Esta costumbre resulta muy ventajosa para los medios de comunicación, que así siempre tienen la “subnoticia” del asunto de los psicólogos en cualquier suceso de ese jaez. Pero también se benefician los políticos, que pueden exteriorizar de una manera facilona su preocupación por las víctimas, e incluso los propios psicólogos, que deben hacer las prácticas en algún sitio al tratarse de una carrera masificada (y encima con la posibilidad de salir en la tele).

Cuenta una reciente leyenda urbana que bandas de psicólogos esperan agazapados en los arcenes de la carretera después de llenar de aceite la pista para atender a los accidentados de manera inmediata, siguiendo así un rito que parece ancestral desde que salió hace dos o tres años en el telediario. Su propósito principal es preguntarle a quien haya perdido todas sus extremidades: “¿cómo se siente?”

Al margen de leyendas, la corrección política imperante hace que no se pueda luchar contra la proliferación de psicólogos en momentos donde hace más falta una actuación eficaz -que permita a víctimas y allegados pasar cuanto antes por determinadas situaciones- que la obligatoria utilización del machete por parte de los familiares para así poder llegar, verbigracia, a la habitación del hospital donde está su ser querido sin sufrir el asalto de estos pertinaces profesionales armados con divanes portátiles.

Mucho nos tememos que ya es demasiado tarde.

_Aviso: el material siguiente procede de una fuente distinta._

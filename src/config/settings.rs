//! Configuration settings for Betslip.

use crate::state::{DEFAULT_STAKE, MIN_STAKE, STAKE_STEP, StakeRules};
use chrono::{FixedOffset, Offset, Utc};
use rust_decimal::Decimal;
use serde::{Deserialize, Serialize};
use std::path::PathBuf;
use std::time::Duration;

/// Environment variable prefix for overrides, e.g. `BETSLIP__SLIP__MIN_STAKE`.
pub const ENV_PREFIX: &str = "BETSLIP";

/// Main configuration struct.
#[derive(Debug, Clone, Default, PartialEq, Serialize, Deserialize)]
#[serde(default)]
pub struct Config {
    /// Event catalog configuration.
    pub catalog: CatalogConfig,
    /// Betting slip configuration.
    pub slip: SlipConfig,
    /// UI configuration.
    pub ui: UiConfig,
    /// Key bindings.
    pub keybindings: KeyBindings,
}

impl Config {
    /// Load configuration from the default location, falling back to defaults.
    pub fn load_or_default() -> crate::Result<Self> {
        Self::load(None)
    }

    /// Load configuration: defaults, then the TOML file, then `BETSLIP__*`
    /// environment variables.
    pub fn load(path: Option<PathBuf>) -> crate::Result<Self> {
        let config_path = path.unwrap_or_else(default_config_path);

        let config: Self = config::Config::builder()
            .add_source(config::File::from(config_path).required(false))
            .add_source(
                config::Environment::with_prefix(ENV_PREFIX)
                    .prefix_separator("__")
                    .separator("__"),
            )
            .build()?
            .try_deserialize()?;

        config.validate()?;
        Ok(config)
    }

    /// Save configuration to file.
    pub fn save(&self, path: Option<PathBuf>) -> crate::Result<()> {
        let config_path = path.unwrap_or_else(default_config_path);

        if let Some(parent) = config_path.parent() {
            std::fs::create_dir_all(parent)?;
        }

        let content =
            toml::to_string_pretty(self).map_err(|e| crate::Error::config(e.to_string()))?;
        std::fs::write(&config_path, content)?;
        Ok(())
    }

    /// Reject settings the slip cannot work with.
    pub fn validate(&self) -> crate::Result<()> {
        let slip = &self.slip;
        if slip.min_stake <= Decimal::ZERO {
            return Err(crate::Error::config("slip.min_stake must be positive"));
        }
        if slip.stake_step <= Decimal::ZERO {
            return Err(crate::Error::config("slip.stake_step must be positive"));
        }
        if slip.default_stake < slip.min_stake {
            return Err(crate::Error::config(
                "slip.default_stake must not be below slip.min_stake",
            ));
        }
        if self.ui.tick_rate_ms == 0 {
            return Err(crate::Error::config("ui.tick_rate_ms must be positive"));
        }
        Ok(())
    }
}

fn default_config_path() -> PathBuf {
    super::config_dir()
        .map(|p| p.join("config.toml"))
        .unwrap_or_else(|_| PathBuf::from("config.toml"))
}

/// Event catalog configuration.
#[derive(Debug, Clone, Default, PartialEq, Serialize, Deserialize)]
#[serde(default)]
pub struct CatalogConfig {
    /// JSON file with events. The bundled sample catalog is used when unset.
    pub events_path: Option<PathBuf>,
}

/// Betting slip configuration.
#[derive(Debug, Clone, PartialEq, Serialize, Deserialize)]
#[serde(default)]
pub struct SlipConfig {
    /// Stake on a fresh slip and after each submission.
    pub default_stake: Decimal,
    /// Lowest accepted stake.
    pub min_stake: Decimal,
    /// Increment for the +/- stake keys.
    pub stake_step: Decimal,
    /// How long the success message stays up, in milliseconds.
    pub success_message_ms: u64,
}

impl SlipConfig {
    pub fn stake_rules(&self) -> StakeRules {
        StakeRules {
            default_stake: self.default_stake,
            min_stake: self.min_stake,
            step: self.stake_step,
        }
    }

    pub fn success_message_duration(&self) -> Duration {
        Duration::from_millis(self.success_message_ms)
    }
}

impl Default for SlipConfig {
    fn default() -> Self {
        Self {
            default_stake: DEFAULT_STAKE,
            min_stake: MIN_STAKE,
            stake_step: STAKE_STEP,
            success_message_ms: 5000,
        }
    }
}

/// UI configuration.
#[derive(Debug, Clone, PartialEq, Serialize, Deserialize)]
#[serde(default)]
pub struct UiConfig {
    /// Tick rate in milliseconds for UI updates.
    pub tick_rate_ms: u64,
    /// Enable mouse support.
    pub mouse_support: bool,
    /// Offset from UTC, in minutes, used to display event start times.
    pub utc_offset_minutes: i32,
    /// Show status bar.
    pub show_status_bar: bool,
}

impl UiConfig {
    /// The display offset; UTC when the configured value is out of range.
    pub fn display_offset(&self) -> FixedOffset {
        self.utc_offset_minutes
            .checked_mul(60)
            .and_then(FixedOffset::east_opt)
            .unwrap_or_else(|| Utc.fix())
    }
}

impl Default for UiConfig {
    fn default() -> Self {
        Self {
            tick_rate_ms: 250,
            mouse_support: true,
            utc_offset_minutes: 0,
            show_status_bar: true,
        }
    }
}

/// Key bindings configuration.
#[derive(Debug, Clone, PartialEq, Serialize, Deserialize)]
#[serde(default)]
pub struct KeyBindings {
    /// Quit the application.
    pub quit: String,
    /// Show help.
    pub help: String,
    /// Navigate up.
    pub up: String,
    /// Navigate down.
    pub down: String,
    /// Previous choice.
    pub left: String,
    /// Next choice.
    pub right: String,
    /// Toggle the highlighted choice.
    pub select: String,
    /// Close popups / cancel editing.
    pub back: String,
    /// Switch focus between event list and slip.
    pub focus: String,
    /// Switch to events view.
    pub events: String,
    /// Switch to history view.
    pub history: String,
    /// Remove the highlighted slip bet.
    pub remove_bet: String,
    /// Raise the stake by one step.
    pub increase_stake: String,
    /// Lower the stake by one step.
    pub decrease_stake: String,
    /// Put the stake back to its default.
    pub reset_stake: String,
    /// Type a stake.
    pub edit_stake: String,
    /// Submit the slip.
    pub submit: String,
    /// Clear the slip.
    pub clear_slip: String,
    /// Clear the submission history.
    pub clear_history: String,
    /// Reload events.
    pub refresh: String,
}

impl Default for KeyBindings {
    fn default() -> Self {
        Self {
            quit: "q".to_string(),
            help: "?".to_string(),
            up: "k".to_string(),
            down: "j".to_string(),
            left: "h".to_string(),
            right: "l".to_string(),
            select: "Enter".to_string(),
            back: "Esc".to_string(),
            focus: "Tab".to_string(),
            events: "1".to_string(),
            history: "2".to_string(),
            remove_bet: "d".to_string(),
            increase_stake: "+".to_string(),
            decrease_stake: "-".to_string(),
            reset_stake: "0".to_string(),
            edit_stake: "e".to_string(),
            submit: "s".to_string(),
            clear_slip: "c".to_string(),
            clear_history: "x".to_string(),
            refresh: "r".to_string(),
        }
    }
}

Miren debajo de la cama al acostarse por si hubiera un psicólogo presto a analizar sus sueños para obtener créditos y aprobar la última asignatura que le queda antes de titularse y pasar a ser dependiente de la sección de informática de El Corte Inglés. Sabrán que es uno de ellos si al preguntarle “¿qué hace usted aquí?” responde: “¿usted aquí?”.